Request a win.mit.edu Dorm or Classroom cluster
Anyone. - Request approval comes from members of the list ac-proposals.
Upon container approval, process copies "Request a container," above.
Our approach to licensing is an important addtiional policy missing from my
previous post. Current web docs may not
currently explicitly name this as a policy, We should establish that
software licensing compliance is the Department's responsibility.

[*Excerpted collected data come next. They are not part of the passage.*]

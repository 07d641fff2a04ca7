//! The value tree produced by the configuration scanner
//!
//! `ConfigValue` is the intermediate representation between the scan and the
//! field extraction: objects and arrays keep their source order, strings have
//! their quote style erased, and anything the minimal grammar does not model
//! (call expressions, numbers, spreads) survives as a `Raw` source slice.

use std::fmt;

/// A scanned configuration value.
#[derive(Debug, Clone, PartialEq)]
pub enum ConfigValue {
    Null,
    Bool(bool),
    String(String),
    /// Object entries in source order. Duplicate keys are kept; lookups
    /// resolve to the last occurrence, matching JavaScript semantics.
    Object(Vec<(String, ConfigValue)>),
    Array(Vec<ConfigValue>),
    /// A bare expression kept as balanced source text, e.g.
    /// `require("@tailwindcss/typography")` or `640`.
    Raw(String),
}

impl ConfigValue {
    /// Look up a key in an object value. Last occurrence wins.
    pub fn get(&self, key: &str) -> Option<&ConfigValue> {
        match self {
            ConfigValue::Object(entries) => {
                entries.iter().rev().find(|(k, _)| k == key).map(|(_, v)| v)
            }
            _ => None,
        }
    }

    /// Walk a chain of object keys.
    pub fn get_path(&self, path: &[&str]) -> Option<&ConfigValue> {
        let mut current = self;
        for key in path {
            current = current.get(key)?;
        }
        Some(current)
    }

    pub fn as_str(&self) -> Option<&str> {
        match self {
            ConfigValue::String(s) => Some(s),
            _ => None,
        }
    }

    pub fn as_object(&self) -> Option<&[(String, ConfigValue)]> {
        match self {
            ConfigValue::Object(entries) => Some(entries),
            _ => None,
        }
    }

    pub fn as_array(&self) -> Option<&[ConfigValue]> {
        match self {
            ConfigValue::Array(items) => Some(items),
            _ => None,
        }
    }

    /// Bridge into a JSON value for serde-based shape validation.
    ///
    /// `Raw` text becomes a number when it parses as one, otherwise a string;
    /// duplicate object keys collapse to the last occurrence.
    pub fn to_json(&self) -> serde_json::Value {
        match self {
            ConfigValue::Null => serde_json::Value::Null,
            ConfigValue::Bool(b) => serde_json::Value::Bool(*b),
            ConfigValue::String(s) => serde_json::Value::String(s.clone()),
            ConfigValue::Raw(text) => match text.parse::<f64>().ok().and_then(serde_json::Number::from_f64) {
                Some(number) => serde_json::Value::Number(number),
                None => serde_json::Value::String(text.clone()),
            },
            ConfigValue::Array(items) => {
                serde_json::Value::Array(items.iter().map(ConfigValue::to_json).collect())
            }
            ConfigValue::Object(entries) => {
                let mut map = serde_json::Map::new();
                for (key, value) in entries {
                    map.insert(key.clone(), value.to_json());
                }
                serde_json::Value::Object(map)
            }
        }
    }
}

/// Renders the value back as compact JavaScript-ish source text. Used for the
/// opaque preservation of fields the extraction does not model.
impl fmt::Display for ConfigValue {
    fn fmt(&self, f: &mut fmt::Formatter<'_>) -> fmt::Result {
        match self {
            ConfigValue::Null => write!(f, "null"),
            ConfigValue::Bool(b) => write!(f, "{b}"),
            ConfigValue::String(s) => write!(f, "\"{}\"", s.replace('\\', "\\\\").replace('"', "\\\"")),
            ConfigValue::Raw(text) => write!(f, "{text}"),
            ConfigValue::Array(items) => {
                write!(f, "[")?;
                for (i, item) in items.iter().enumerate() {
                    if i > 0 {
                        write!(f, ", ")?;
                    }
                    write!(f, "{item}")?;
                }
                write!(f, "]")
            }
            ConfigValue::Object(entries) => {
                write!(f, "{{")?;
                for (i, (key, value)) in entries.iter().enumerate() {
                    if i > 0 {
                        write!(f, ",")?;
                    }
                    write!(f, " {key}: {value}")?;
                }
                write!(f, " }}")
            }
        }
    }
}
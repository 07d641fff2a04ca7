//! Stylesheet sectioning and structural mining
//!
//! Two clearly separated stages: a stateful single-pass line classifier that
//! buckets every line by the nearest preceding directive marker
//! ([`sections`]), and per-bucket pattern extraction over each bucket's
//! joined text ([`mine`]). The classifier never tracks braces; the miners
//! are naive single-level matchers by design.

pub mod mine;
pub mod sections;

pub use mine::{mine_base, mine_components, rewrite_color_vars, BaseRules};
pub use sections::{sectionize, SectionedCss};
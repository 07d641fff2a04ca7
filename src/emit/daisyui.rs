//! daisyUI plugin block emitter
//!
//! Emits the `@plugin "daisyui"` declaration from extracted settings, plus a
//! `@theme` custom-property block for every custom inline theme. Theme-list
//! tagging: the first entry is the default, the detected dark variant is the
//! preferred-dark, everything else follows untagged in source order.

use crate::config::{DaisyConfig, DaisyThemes, ThemeEntry};
use crate::emit::theme::normalize_color;
use crate::options::ConvertOptions;
use crate::report::Warnings;

/// Emit the daisyUI plugin declaration and any custom theme blocks.
pub fn convert_daisyui(
    config: &DaisyConfig,
    options: &ConvertOptions,
    warnings: &mut Warnings,
) -> Vec<String> {
    tracing::debug!(?config, "emitting daisyui plugin block");

    let indent = options.indent_to(1);
    let mut lines = vec!["@plugin \"daisyui\" {".to_string()];

    match &config.themes {
        DaisyThemes::Enabled(true) => {
            lines.push(format!(
                "{indent}themes: light --default, dark --prefersdark;"
            ));
        }
        DaisyThemes::Enabled(false) => {}
        DaisyThemes::List(entries) => {
            let names = entry_names(entries, warnings);
            if let Some(line) = theme_list_line(&names, config.dark_theme.as_deref(), options) {
                lines.push(format!("{indent}{line}"));
            }
        }
    }

    lines.push("}".to_string());

    if let DaisyThemes::List(entries) = &config.themes {
        for entry in entries {
            let Some((_, vars)) = entry.custom_variables() else {
                continue;
            };
            lines.push(String::new());
            lines.push("@theme {".to_string());
            for (key, value) in vars {
                if key == "name" || key == "parent" {
                    continue;
                }
                let text = scalar_text(value);
                if key.starts_with("--") || key == "font-family" {
                    lines.push(format!("{indent}{key}: {text};"));
                } else {
                    lines.push(format!(
                        "{indent}--color-{key}: {};",
                        normalize_color(&text)
                    ));
                }
            }
            lines.push("}".to_string());
        }
    }

    lines
}

fn entry_names(entries: &[ThemeEntry], warnings: &mut Warnings) -> Vec<String> {
    entries
        .iter()
        .filter_map(|entry| {
            let name = entry.name();
            if name.is_none() {
                warnings.push("daisyui theme entry has no name; it was skipped");
            }
            name.map(str::to_string)
        })
        .collect()
}

fn theme_list_line(
    names: &[String],
    dark_theme: Option<&str>,
    options: &ConvertOptions,
) -> Option<String> {
    let default = names.first()?;
    let dark = dark_theme.map(str::to_string).or_else(|| {
        names
            .iter()
            .find(|name| options.dark_theme_fallbacks.iter().any(|f| f == *name))
            .cloned()
    });

    let mut parts = vec![format!("{default} --default")];
    if let Some(dark) = &dark {
        if dark != default {
            parts.push(format!("{dark} --prefersdark"));
        }
    }
    for name in names.iter().skip(1) {
        if Some(name.as_str()) != dark.as_deref() {
            parts.push(name.clone());
        }
    }

    Some(format!("themes: {};", parts.join(", ")))
}

fn scalar_text(value: &serde_json::Value) -> String {
    match value {
        serde_json::Value::String(s) => s.clone(),
        other => other.to_string(),
    }
}

#[cfg(test)]
mod tests {
    use super::*;
    use crate::config::JsonMap;

    fn list(config: serde_json::Value) -> DaisyConfig {
        serde_json::from_value(config).unwrap()
    }

    #[test]
    fn test_blanket_themes_emit_canned_pair() {
        let mut warnings = Warnings::new();
        let lines = convert_daisyui(
            &DaisyConfig::default(),
            &ConvertOptions::default(),
            &mut warnings,
        );
        assert_eq!(
            lines,
            vec![
                "@plugin \"daisyui\" {",
                "  themes: light --default, dark --prefersdark;",
                "}",
            ]
        );
    }

    #[test]
    fn test_disabled_themes_emit_empty_block() {
        let mut warnings = Warnings::new();
        let config = list(serde_json::json!({ "themes": false }));
        let lines = convert_daisyui(&config, &ConvertOptions::default(), &mut warnings);
        assert_eq!(lines, vec!["@plugin \"daisyui\" {", "}"]);
    }

    #[test]
    fn test_theme_list_dark_found_by_fallback_search() {
        let mut warnings = Warnings::new();
        let config = list(serde_json::json!({ "themes": ["light", "dark", "cupcake"] }));
        let lines = convert_daisyui(&config, &ConvertOptions::default(), &mut warnings);
        assert_eq!(
            lines[1],
            "  themes: light --default, dark --prefersdark, cupcake;"
        );
    }

    #[test]
    fn test_theme_list_explicit_dark_theme() {
        let mut warnings = Warnings::new();
        let config = list(serde_json::json!({
            "themes": ["light", "night", "cupcake"],
            "darkTheme": "night"
        }));
        let lines = convert_daisyui(&config, &ConvertOptions::default(), &mut warnings);
        assert_eq!(
            lines[1],
            "  themes: light --default, night --prefersdark, cupcake;"
        );
    }

    #[test]
    fn test_theme_list_without_dark_variant() {
        let mut warnings = Warnings::new();
        let config = list(serde_json::json!({ "themes": ["pastel", "cupcake"] }));
        let lines = convert_daisyui(&config, &ConvertOptions::default(), &mut warnings);
        assert_eq!(lines[1], "  themes: pastel --default, cupcake;");
    }

    #[test]
    fn test_custom_theme_emits_variable_block() {
        let mut warnings = Warnings::new();
        let config = list(serde_json::json!({
            "themes": [
                "light",
                {
                    "corporate": {
                        "primary": "#4b6bfb",
                        "base-100": "oklch(0.98 0.01 250)",
                        "font-family": "Inter",
                        "--rounded-box": "0.5rem",
                        "name": "corporate"
                    }
                }
            ]
        }));
        let lines = convert_daisyui(&config, &ConvertOptions::default(), &mut warnings);

        assert_eq!(lines[1], "  themes: light --default, corporate;");
        let block_start = lines.iter().position(|l| l == "@theme {").unwrap();
        assert_eq!(
            &lines[block_start..],
            &[
                "@theme {",
                "  --color-primary: #4b6bfb;",
                "  --color-base-100: oklch(0.98 0.01 250);",
                "  font-family: Inter;",
                "  --rounded-box: 0.5rem;",
                "}",
            ]
        );
        assert!(warnings.is_empty());
    }

    #[test]
    fn test_nameless_custom_entry_warns() {
        let mut warnings = Warnings::new();
        let config = DaisyConfig {
            themes: DaisyThemes::List(vec![
                ThemeEntry::Name("light".to_string()),
                ThemeEntry::Custom(JsonMap::new()),
            ]),
            dark_theme: None,
        };
        let lines = convert_daisyui(&config, &ConvertOptions::default(), &mut warnings);

        assert_eq!(lines[1], "  themes: light --default;");
        assert_eq!(warnings.len(), 1);
    }
}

I am sure it will take constant efforts to clarify this as a Container
Administrator's obligation.
Hints to this effect are on the WIN web site in places such as the RIS
FAQ:
It is important to remember that MIT does not have a site license for
all Windows Operating Systems and users. Container
Administrators must each keep track of our licenses, and make sure we
have a CALs per machine. For OS licensing, please see
_MIT/Windows 2000 Professional License_. For CALS (ordering info from
May, 2003), visit the _GovConnection Catalog_, either
departmental or personal, and find the Microsoft Select product named
"Acad. Select Windows Server 2003 per Device Client," Catalog
Item #440472.
Ops - Services and documentation around the WIN domain are focused on the
behind the scenes stuff. We maintain the servers (DC, DFS, RIS,
backup, etc.) that run the WIN domain. On the more user visable side, we
are currently responsible for new container creations. We've also done
some of the work to install new network drives, etc. into RIS images. We
have some documentation, but it is designed for use within the group,
documenting various procedures for ourselves.